EXERCISE REQUIREMENTS>
Write out exactly the lines from the start of the entries through the one that contains "the range check", including both.

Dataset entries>
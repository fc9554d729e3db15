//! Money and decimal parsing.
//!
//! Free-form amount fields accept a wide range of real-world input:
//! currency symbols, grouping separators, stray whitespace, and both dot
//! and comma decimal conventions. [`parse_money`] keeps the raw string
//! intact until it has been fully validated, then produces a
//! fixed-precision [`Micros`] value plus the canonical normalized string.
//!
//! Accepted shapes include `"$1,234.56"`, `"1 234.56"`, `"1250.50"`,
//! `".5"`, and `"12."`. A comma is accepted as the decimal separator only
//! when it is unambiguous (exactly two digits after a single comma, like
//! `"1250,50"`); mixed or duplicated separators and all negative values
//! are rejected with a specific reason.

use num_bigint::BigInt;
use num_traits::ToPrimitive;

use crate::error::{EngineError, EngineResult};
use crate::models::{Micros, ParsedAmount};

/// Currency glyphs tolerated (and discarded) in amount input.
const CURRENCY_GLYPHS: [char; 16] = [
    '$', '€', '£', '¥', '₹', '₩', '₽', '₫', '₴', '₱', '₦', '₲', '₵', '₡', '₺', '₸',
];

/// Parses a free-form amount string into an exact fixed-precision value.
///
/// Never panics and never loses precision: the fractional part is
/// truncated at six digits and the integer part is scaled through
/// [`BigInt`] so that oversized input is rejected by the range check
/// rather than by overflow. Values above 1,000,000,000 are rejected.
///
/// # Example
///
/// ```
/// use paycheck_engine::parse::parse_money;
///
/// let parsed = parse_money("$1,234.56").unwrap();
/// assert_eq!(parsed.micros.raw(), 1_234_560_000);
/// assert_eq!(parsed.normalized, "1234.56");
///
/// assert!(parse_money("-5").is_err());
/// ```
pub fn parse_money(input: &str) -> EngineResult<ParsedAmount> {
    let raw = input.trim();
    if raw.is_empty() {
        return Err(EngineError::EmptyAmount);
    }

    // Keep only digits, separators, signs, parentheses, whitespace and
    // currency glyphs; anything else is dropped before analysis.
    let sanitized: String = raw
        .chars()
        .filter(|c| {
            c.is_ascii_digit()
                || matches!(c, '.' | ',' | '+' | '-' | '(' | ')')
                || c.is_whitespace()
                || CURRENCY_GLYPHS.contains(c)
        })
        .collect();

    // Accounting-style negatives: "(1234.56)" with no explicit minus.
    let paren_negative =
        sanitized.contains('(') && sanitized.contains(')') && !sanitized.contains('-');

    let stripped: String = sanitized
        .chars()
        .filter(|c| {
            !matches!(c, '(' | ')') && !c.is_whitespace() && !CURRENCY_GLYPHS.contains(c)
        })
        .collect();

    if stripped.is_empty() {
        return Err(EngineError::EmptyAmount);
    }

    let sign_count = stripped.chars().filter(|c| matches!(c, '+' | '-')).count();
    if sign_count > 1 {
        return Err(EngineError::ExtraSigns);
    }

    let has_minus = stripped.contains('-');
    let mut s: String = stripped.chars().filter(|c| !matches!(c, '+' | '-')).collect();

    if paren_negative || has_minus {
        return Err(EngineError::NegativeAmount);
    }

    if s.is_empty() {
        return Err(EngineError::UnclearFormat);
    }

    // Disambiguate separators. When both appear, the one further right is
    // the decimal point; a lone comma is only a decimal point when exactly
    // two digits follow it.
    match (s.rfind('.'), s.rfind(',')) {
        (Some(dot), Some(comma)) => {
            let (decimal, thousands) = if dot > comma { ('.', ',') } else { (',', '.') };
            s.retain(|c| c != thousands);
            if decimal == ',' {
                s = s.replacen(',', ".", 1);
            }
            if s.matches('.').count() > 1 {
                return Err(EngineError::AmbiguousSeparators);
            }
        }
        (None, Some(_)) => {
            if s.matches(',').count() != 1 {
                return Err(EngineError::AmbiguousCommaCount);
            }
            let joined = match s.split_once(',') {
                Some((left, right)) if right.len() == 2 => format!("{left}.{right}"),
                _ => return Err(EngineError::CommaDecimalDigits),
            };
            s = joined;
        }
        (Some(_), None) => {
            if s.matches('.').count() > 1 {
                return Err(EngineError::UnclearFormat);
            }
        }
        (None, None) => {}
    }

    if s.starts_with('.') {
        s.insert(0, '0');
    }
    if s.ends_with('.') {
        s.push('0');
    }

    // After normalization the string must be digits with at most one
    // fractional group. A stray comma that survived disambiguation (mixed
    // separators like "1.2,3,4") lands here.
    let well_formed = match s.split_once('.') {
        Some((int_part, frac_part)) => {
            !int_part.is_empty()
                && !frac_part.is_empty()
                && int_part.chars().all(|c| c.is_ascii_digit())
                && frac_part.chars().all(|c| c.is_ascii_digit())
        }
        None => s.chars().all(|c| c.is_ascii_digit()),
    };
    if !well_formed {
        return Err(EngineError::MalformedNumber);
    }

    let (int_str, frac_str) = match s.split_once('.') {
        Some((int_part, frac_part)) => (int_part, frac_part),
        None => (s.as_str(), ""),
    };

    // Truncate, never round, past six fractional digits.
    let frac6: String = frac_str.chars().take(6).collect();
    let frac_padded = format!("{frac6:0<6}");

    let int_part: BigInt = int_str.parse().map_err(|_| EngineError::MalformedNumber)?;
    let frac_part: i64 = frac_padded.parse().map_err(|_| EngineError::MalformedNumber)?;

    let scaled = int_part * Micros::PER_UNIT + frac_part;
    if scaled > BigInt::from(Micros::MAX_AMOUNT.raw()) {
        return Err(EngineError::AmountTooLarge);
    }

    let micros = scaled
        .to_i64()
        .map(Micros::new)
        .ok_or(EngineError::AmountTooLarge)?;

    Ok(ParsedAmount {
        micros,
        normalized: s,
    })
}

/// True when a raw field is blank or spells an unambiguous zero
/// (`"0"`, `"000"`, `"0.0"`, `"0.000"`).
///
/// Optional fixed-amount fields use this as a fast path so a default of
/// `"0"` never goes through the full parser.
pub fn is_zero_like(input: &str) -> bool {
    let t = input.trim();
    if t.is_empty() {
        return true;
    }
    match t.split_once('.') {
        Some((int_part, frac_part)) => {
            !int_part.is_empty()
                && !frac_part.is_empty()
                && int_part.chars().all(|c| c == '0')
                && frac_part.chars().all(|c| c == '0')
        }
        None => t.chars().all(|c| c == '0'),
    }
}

ANSWER SPACE>
repository fc9554d729e3db15
//! Money and decimal parsing.
//!
//! Free-form amount fields accept a wide range of real-world input:
//! currency symbols, grouping separators, stray whitespace, and both dot
//! and comma decimal conventions. [`parse_money`] keeps the raw string
//! intact until it has been fully validated, then produces a
//! fixed-precision [`Micros`] value plus the canonical normalized string.
//!
//! Accepted shapes include `"$1,234.56"`, `"1 234.56"`, `"1250.50"`,
//! `".5"`, and `"12."`. A comma is accepted as the decimal separator only
//! when it is unambiguous (exactly two digits after a single comma, like
//! `"1250,50"`); mixed or duplicated separators and all negative values
//! are rejected with a specific reason.

use num_bigint::BigInt;
use num_traits::ToPrimitive;

use crate::error::{EngineError, EngineResult};
use crate::models::{Micros, ParsedAmount};

/// Currency glyphs tolerated (and discarded) in amount input.
const CURRENCY_GLYPHS: [char; 16] = [
    '$', '€', '£', '¥', '₹', '₩', '₽', '₫', '₴', '₱', '₦', '₲', '₵', '₡', '₺', '₸',
];

/// Parses a free-form amount string into an exact fixed-precision value.
///
/// Never panics and never loses precision: the fractional part is
/// truncated at six digits and the integer part is scaled through
/// [`BigInt`] so that oversized input is rejected by the range check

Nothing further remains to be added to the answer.